- Born: February 18, 1621 Schweinfurt
- Died: 1678 Darmstadt
- Occupation: pharmacist
- Known for: founding Merck

= Friedrich Jacob Merck =

German pharmacist

Friedrich Jacob Merck (18 February 1621—1678) was a German pharmacist and a member of the Merck family. He was the founder of the world's oldest pharmaceutical company, now known as the Merck Group, which was established in 1668.

== Biography ==
Friedrich Jacob Merck was the son of Johann Merck (1573–1642), an innkeeper from Schweinfurt who ran the Zum Schwarzen Bären inn and who was a member of the city council. He did an apprenticeship in the Ratsapotheke in his hometown. He first owned a pharmacy in Wesselburen, before moving to Darmstadt. In 1668 he acquired the second city pharmacy there, the Engel-Apotheke, which became the start of the Merck company.

Friedrich Jacob Merck died in 1678 without any descendants. He had chosen his nephew Georg Friedrich Merck (1647–1715) as his successor.

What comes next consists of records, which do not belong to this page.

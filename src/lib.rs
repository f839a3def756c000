//! # Trigno DAQ Client Library
//!
//! Asynchronous client runtime for Delsys Trigno wireless biosignal base stations. The
//! base station exposes a text command channel and binary data channels over TCP; this
//! crate connects to them, decodes the streamed records into timestamped frames and
//! drives processing tasks over the resulting time series, possibly while acquisition
//! is still appending to it.
//!
//! ## Crate Structure
//!
//! - **`network`**: Deadline-bounded TCP transport, the command [`ProtocolSession`],
//!   sensor configuration queries, the EMG/AUX frame decoders and the [`Client`]
//!   aggregate. Also hosts a scripted loopback base station for tests.
//! - **`data`**: Samples, frames and the time-sorted [`Sequence`] with its windowed
//!   range views.
//! - **`experiment`**: The start/loop/stop [`Executor`] and the iterative adapter that
//!   moves a range over a live sequence.
//! - **`tools`**: Recorder, metric filters and CSV export built on the engine.
//! - **`config`**: TOML/environment configuration loaded with `figment`.
//! - **`logging`**: `tracing` subscriber setup.
//! - **`error`**: The crate-wide `DaqError` enum.
//!
//! ## Example
//!
//! ```no_run
//! use trigno_daq::config::ClientConfig;
//! use trigno_daq::data::Sequence;
//! use trigno_daq::experiment::{Executor, Timed};
//! use trigno_daq::network::Client;
//! use trigno_daq::tools::Recorder;
//! use std::time::Duration;
//!
//! # async fn demo() -> trigno_daq::error::AppResult<()> {
//! let config = ClientConfig::from_env()?;
//! let mut client = Client::new(config.connection.clone());
//! client.initialize().await?;
//! client.start().await?;
//!
//! let sequence = Sequence::new().into_shared();
//! let recorder = Recorder::new(client.emg(), sequence.clone(), config.connection.data_timeout)
//!     .with_config(&config.acquisition);
//! Executor::new(Timed::new(recorder, Duration::from_secs(5))).run().await?;
//!
//! client.shutdown().await;
//! println!("recorded {} frames", sequence.read().len());
//! # Ok(())
//! # }
//! ```
//!
//! [`ProtocolSession`]: network::ProtocolSession
//! [`Client`]: network::Client
//! [`Sequence`]: data::Sequence
//! [`Executor`]: experiment::Executor

pub mod config;
pub mod data;
pub mod error;
pub mod experiment;
pub mod logging;
pub mod network;
pub mod tools;
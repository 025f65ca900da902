//! Persistence for parking-lot records.
//!
//! [`LocationStore`] is the seam the refresh task and the nearby query depend
//! on. [`PgStore`] backs it with Postgres; [`MemoryStore`] keeps records in
//! process. Both sit on a [`ConnectionCache`] that connects lazily, probes
//! the cached handle, and reconnects once on failure.

mod cache;
mod memory;
mod nearby;
mod postgres;
mod store;

use sqlx::{postgres::PgPoolOptions, PgPool};
use std::time::Duration;
use thiserror::Error;

pub use cache::{ConnectionCache, Connector};
pub use memory::{MemoryConnector, MemoryStore};
pub use nearby::{merge_distances, MergeOutcome};
pub use postgres::{PgConnector, PgStore};
pub use store::LocationStore;

const DEFAULT_MAX_CONNECTIONS: u32 = 10;
const DEFAULT_MIN_CONNECTIONS: u32 = 1;
const DEFAULT_ACQUIRE_TIMEOUT_SECS: u64 = 10;

// Path relative to crates/parkalot-db/Cargo.toml; resolves to <workspace-root>/migrations/
static MIGRATOR: sqlx::migrate::Migrator = sqlx::migrate!("../../migrations");

#[derive(Debug, Clone, Copy)]
pub struct PoolConfig {
    pub max_connections: u32,
    pub min_connections: u32,
    pub acquire_timeout_secs: u64,
}

impl Default for PoolConfig {
    fn default() -> Self {
        Self {
            max_connections: DEFAULT_MAX_CONNECTIONS,
            min_connections: DEFAULT_MIN_CONNECTIONS,
            acquire_timeout_secs: DEFAULT_ACQUIRE_TIMEOUT_SECS,
        }
    }
}

impl PoolConfig {
    #[must_use]
    pub fn from_app_config(config: &parkalot_core::AppConfig) -> Self {
        Self {
            max_connections: config.db_max_connections,
            min_connections: config.db_min_connections,
            acquire_timeout_secs: config.db_acquire_timeout_secs,
        }
    }
}

#[derive(Debug, Error)]
pub enum DbError {
    #[error("store unavailable: {0}")]
    Unavailable(String),
    #[error("parking lot not found: {0}")]
    NotFound(String),
    #[error("invalid row for parking lot {id}: {reason}")]
    InvalidRow { id: String, reason: String },
    #[error(transparent)]
    Sqlx(#[from] sqlx::Error),
    #[error(transparent)]
    Migration(#[from] sqlx::migrate::MigrateError),
}

impl DbError {
    /// Returns `true` when the error means the connection itself is bad, so a
    /// reconnect is worth attempting. Query and data errors return `false`.
    #[must_use]
    pub fn is_connection_failure(&self) -> bool {
        match self {
            DbError::Unavailable(_) => true,
            DbError::Sqlx(e) => matches!(
                e,
                sqlx::Error::Io(_)
                    | sqlx::Error::Tls(_)
                    | sqlx::Error::PoolTimedOut
                    | sqlx::Error::PoolClosed
                    | sqlx::Error::WorkerCrashed
            ),
            DbError::NotFound(_) | DbError::InvalidRow { .. } | DbError::Migration(_) => false,
        }
    }
}

/// Connect to a Postgres pool using explicit URL and config.
///
/// # Errors
///
/// Returns [`sqlx::Error`] if the connection cannot be established.
pub async fn connect_pool(database_url: &str, config: PoolConfig) -> Result<PgPool, sqlx::Error> {
    PgPoolOptions::new()
        .max_connections(config.max_connections)
        .min_connections(config.min_connections)
        .acquire_timeout(Duration::from_secs(config.acquire_timeout_secs))
        .connect(database_url)
        .await
}

/// Run all pending migrations against the pool.
///
/// # Errors
///
/// Returns [`sqlx::migrate::MigrateError`] if any migration fails.
pub async fn run_migrations(pool: &PgPool) -> Result<(), sqlx::migrate::MigrateError> {
    MIGRATOR.run(pool).await
}

/// Send a `SELECT 1` to verify the pool has a live connection.
///
/// # Errors
///
/// Returns [`sqlx::Error`] if the query fails.
pub async fn ping(pool: &PgPool) -> Result<(), sqlx::Error> {
    sqlx::query_scalar::<_, i32>("SELECT 1")
        .fetch_one(pool)
        .await?;
    Ok(())
}

#[cfg(test)]
mod tests {
    use super::*;

    #[test]
    fn pool_config_has_sane_defaults() {
        let config = PoolConfig::default();

        assert_eq!(config.max_connections, DEFAULT_MAX_CONNECTIONS);
        assert_eq!(config.min_connections, DEFAULT_MIN_CONNECTIONS);
        assert_eq!(config.acquire_timeout_secs, DEFAULT_ACQUIRE_TIMEOUT_SECS);
    }

    #[test]
    fn connection_failures_are_classified() {
        assert!(DbError::Unavailable("down".into()).is_connection_failure());
        assert!(DbError::Sqlx(sqlx::Error::PoolTimedOut).is_connection_failure());
        assert!(DbError::Sqlx(sqlx::Error::PoolClosed).is_connection_failure());
        assert!(!DbError::Sqlx(sqlx::Error::RowNotFound).is_connection_failure());
        assert!(!DbError::NotFound("7".into()).is_connection_failure());
    }
}
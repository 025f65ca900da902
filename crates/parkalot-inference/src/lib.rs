//! Image lookup, object detection and free-space counting.

pub mod adapter;
pub mod availability;
pub mod error;
pub mod http;
pub mod locator;
pub mod stub;

use std::sync::Arc;

use parkalot_core::{AppConfig, InferenceBackend};

pub use adapter::{ImageRef, InferenceAdapter};
pub use availability::{
    count_available, AvailabilityCounter, DEFAULT_CONFIDENCE_THRESHOLD, DEFAULT_FREE_CLASSES,
};
pub use error::{InferenceError, LocateError};
pub use http::HttpAdapter;
pub use locator::{ImageLocator, ImageMode};
pub use stub::StubAdapter;

/// Build the adapter selected by `config.inference_backend`.
///
/// # Errors
///
/// Returns [`InferenceError::InvalidUrl`] when the HTTP backend is selected
/// without a usable URL, or [`InferenceError::Http`] if the client cannot be
/// built.
pub fn adapter_from_config(config: &AppConfig) -> Result<Arc<dyn InferenceAdapter>, InferenceError> {
    match config.inference_backend {
        InferenceBackend::Stub => Ok(Arc::new(StubAdapter::default())),
        InferenceBackend::Http => {
            let url = config
                .inference_url
                .as_deref()
                .ok_or_else(|| InferenceError::InvalidUrl(String::new()))?;
            let adapter = HttpAdapter::new(
                url,
                config.inference_api_key.as_deref(),
                config.inference_timeout_secs,
            )?;
            Ok(Arc::new(adapter))
        }
    }
}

== Brothers and sisters ==
Friedrich Jacob Merck had many siblings from his father's three marriages:

- Johann Jacob Merck (1599–1599)
- Anna Dorothea Merck (1600–1633)
- Johann Hartmann Merck (1602–1672)
- Anna Cordula Merck (1606–1611)
- Anna Margaretha Merck (1611–1611)
- Georg Merck (1611–1683) – pharmacist and father of pharmacist Georg Friedrich Merck.
- Johann Christoph Merck (1614–1679)
- Anna Rosina Merck (1616–1616)
- Anna Maria Merck (1618–1681), in 1641 got married Johann Georg Biegmann (1613–1671).
- Johannes Merck (1623–1684)
- Amalia Elisabetha Merck (1628–1666), in 1649 got married Michael Engelhardt (1607–1675).